ASSIGNED TASK =
Copy each line of the entries beneath that contains the word "partially".

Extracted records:
================================
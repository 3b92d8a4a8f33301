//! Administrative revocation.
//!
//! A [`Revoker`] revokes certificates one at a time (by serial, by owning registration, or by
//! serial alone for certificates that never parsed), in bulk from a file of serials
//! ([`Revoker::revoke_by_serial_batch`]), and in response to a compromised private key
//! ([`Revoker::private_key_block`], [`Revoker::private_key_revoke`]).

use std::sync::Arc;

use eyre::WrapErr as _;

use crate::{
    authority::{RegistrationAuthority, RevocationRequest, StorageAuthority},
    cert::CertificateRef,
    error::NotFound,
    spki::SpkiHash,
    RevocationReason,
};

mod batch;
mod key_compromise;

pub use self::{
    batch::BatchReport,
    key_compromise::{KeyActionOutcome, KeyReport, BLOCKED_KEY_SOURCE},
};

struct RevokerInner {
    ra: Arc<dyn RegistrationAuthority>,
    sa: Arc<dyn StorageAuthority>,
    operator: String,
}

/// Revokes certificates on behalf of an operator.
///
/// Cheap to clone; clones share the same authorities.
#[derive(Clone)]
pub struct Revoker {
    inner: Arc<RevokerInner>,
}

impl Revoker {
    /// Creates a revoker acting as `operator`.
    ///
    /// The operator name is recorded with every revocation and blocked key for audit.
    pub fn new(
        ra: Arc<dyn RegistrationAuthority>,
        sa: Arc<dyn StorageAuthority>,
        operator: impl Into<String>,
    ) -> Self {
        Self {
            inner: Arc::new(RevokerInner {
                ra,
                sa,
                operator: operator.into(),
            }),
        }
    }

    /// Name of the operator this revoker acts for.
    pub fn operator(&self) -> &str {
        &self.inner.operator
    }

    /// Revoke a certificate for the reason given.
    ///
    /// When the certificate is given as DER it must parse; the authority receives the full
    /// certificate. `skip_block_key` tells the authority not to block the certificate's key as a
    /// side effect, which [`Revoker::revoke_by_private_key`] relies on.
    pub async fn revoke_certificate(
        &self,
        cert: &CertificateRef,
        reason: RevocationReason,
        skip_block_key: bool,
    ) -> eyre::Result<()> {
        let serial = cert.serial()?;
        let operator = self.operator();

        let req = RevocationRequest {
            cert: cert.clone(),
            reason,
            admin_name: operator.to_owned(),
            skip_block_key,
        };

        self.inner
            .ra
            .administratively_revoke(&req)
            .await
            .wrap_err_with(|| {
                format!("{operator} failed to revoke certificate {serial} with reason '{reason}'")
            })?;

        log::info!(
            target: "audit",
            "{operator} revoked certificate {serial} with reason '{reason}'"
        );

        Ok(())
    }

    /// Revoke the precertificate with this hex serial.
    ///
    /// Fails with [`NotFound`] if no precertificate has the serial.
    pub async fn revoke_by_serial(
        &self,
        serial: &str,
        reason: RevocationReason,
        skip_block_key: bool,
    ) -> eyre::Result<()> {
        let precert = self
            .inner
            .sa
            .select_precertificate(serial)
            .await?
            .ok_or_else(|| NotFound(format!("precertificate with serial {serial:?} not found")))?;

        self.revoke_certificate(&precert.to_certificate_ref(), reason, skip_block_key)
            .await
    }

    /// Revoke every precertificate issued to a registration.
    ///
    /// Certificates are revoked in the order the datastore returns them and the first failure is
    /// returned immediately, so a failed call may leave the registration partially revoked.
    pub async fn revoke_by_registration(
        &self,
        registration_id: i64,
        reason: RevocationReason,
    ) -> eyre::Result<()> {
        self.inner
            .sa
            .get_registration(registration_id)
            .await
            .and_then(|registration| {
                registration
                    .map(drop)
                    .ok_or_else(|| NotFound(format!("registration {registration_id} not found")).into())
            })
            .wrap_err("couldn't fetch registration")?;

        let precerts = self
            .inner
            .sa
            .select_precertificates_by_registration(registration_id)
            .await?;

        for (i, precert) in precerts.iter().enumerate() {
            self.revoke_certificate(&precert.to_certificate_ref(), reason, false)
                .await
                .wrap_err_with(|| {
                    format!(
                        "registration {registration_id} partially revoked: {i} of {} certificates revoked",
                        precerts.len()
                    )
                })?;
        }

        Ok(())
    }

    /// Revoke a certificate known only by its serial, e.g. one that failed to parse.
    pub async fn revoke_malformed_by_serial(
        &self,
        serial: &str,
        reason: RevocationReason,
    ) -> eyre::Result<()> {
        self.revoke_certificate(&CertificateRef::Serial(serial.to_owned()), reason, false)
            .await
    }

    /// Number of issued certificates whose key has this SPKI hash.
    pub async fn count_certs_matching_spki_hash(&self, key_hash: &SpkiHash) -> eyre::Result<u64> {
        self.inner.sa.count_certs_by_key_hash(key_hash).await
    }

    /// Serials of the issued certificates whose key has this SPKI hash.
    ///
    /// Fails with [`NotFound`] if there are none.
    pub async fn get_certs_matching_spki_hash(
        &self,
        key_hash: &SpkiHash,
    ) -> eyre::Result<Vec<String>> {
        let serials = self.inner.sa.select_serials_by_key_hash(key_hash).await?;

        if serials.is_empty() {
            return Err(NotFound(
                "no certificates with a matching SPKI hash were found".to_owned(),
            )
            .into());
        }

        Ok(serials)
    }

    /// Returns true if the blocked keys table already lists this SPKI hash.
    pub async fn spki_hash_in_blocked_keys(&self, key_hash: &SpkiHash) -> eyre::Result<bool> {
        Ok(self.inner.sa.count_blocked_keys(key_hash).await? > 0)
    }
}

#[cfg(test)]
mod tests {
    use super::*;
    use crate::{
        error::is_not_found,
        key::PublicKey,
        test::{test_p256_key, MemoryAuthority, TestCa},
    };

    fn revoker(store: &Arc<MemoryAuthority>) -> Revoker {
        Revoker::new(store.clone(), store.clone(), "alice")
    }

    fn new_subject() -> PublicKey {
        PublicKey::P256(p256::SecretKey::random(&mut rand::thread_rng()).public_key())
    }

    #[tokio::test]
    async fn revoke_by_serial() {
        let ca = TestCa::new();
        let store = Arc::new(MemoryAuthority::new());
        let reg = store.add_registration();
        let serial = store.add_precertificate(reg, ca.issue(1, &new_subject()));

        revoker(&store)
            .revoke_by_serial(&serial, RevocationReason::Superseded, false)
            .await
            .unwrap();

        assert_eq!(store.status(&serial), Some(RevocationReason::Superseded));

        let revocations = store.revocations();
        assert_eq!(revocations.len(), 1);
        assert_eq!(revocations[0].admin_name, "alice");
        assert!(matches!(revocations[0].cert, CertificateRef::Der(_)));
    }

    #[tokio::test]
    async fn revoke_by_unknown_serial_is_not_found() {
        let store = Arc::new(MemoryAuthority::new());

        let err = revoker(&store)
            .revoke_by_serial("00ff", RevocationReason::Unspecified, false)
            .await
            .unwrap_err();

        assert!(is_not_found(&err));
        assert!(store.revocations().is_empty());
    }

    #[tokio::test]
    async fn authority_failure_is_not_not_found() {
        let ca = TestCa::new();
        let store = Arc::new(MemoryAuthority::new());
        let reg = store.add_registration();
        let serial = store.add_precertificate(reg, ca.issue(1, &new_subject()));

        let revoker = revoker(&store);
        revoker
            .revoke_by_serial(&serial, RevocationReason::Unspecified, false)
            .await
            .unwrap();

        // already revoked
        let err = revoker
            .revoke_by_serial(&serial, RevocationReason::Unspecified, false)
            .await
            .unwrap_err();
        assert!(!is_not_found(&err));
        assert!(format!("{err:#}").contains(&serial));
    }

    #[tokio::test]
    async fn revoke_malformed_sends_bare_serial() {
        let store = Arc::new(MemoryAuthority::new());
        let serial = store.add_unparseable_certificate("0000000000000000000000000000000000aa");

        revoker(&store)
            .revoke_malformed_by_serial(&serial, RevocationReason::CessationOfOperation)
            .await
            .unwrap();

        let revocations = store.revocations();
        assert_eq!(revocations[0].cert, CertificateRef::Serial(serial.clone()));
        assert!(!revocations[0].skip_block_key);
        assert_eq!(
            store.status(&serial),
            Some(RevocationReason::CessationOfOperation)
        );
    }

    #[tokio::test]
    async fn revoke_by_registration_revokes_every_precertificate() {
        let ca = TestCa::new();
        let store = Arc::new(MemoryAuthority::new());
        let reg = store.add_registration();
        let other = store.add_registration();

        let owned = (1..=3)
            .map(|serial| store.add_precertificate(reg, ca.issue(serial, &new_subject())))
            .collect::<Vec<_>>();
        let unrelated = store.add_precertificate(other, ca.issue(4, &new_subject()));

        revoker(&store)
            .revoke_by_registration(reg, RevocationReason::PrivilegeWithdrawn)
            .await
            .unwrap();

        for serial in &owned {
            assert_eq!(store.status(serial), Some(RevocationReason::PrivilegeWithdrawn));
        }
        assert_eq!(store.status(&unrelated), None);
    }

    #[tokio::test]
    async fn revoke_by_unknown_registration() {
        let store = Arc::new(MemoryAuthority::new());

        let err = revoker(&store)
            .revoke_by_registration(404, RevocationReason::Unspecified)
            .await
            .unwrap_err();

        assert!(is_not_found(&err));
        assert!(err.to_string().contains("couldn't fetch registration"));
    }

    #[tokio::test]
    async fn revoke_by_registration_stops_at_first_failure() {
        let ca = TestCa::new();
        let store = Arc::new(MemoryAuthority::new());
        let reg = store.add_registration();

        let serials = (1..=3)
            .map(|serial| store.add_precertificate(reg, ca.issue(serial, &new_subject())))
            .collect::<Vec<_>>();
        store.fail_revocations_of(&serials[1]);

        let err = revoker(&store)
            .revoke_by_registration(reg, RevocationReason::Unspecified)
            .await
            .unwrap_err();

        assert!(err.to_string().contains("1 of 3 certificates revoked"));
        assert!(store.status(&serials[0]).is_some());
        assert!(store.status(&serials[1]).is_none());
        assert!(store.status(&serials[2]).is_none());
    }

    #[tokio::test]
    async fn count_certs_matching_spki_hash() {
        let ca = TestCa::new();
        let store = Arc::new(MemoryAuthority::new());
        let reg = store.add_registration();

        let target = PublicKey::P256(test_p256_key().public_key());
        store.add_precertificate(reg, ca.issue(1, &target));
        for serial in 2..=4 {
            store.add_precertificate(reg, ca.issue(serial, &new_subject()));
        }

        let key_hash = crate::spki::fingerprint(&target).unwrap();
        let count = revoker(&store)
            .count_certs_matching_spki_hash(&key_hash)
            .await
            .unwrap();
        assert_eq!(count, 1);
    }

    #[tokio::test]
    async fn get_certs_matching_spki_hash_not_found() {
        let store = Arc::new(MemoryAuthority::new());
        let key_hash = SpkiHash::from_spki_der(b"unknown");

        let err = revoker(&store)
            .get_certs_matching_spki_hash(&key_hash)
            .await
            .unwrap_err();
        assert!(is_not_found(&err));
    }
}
================================
RESULT OF THE EXERCISE =
    /// returned immediately, so a failed call may leave the registration partially revoked.
                        "registration {registration_id} partially revoked: {i} of {} certificates revoked",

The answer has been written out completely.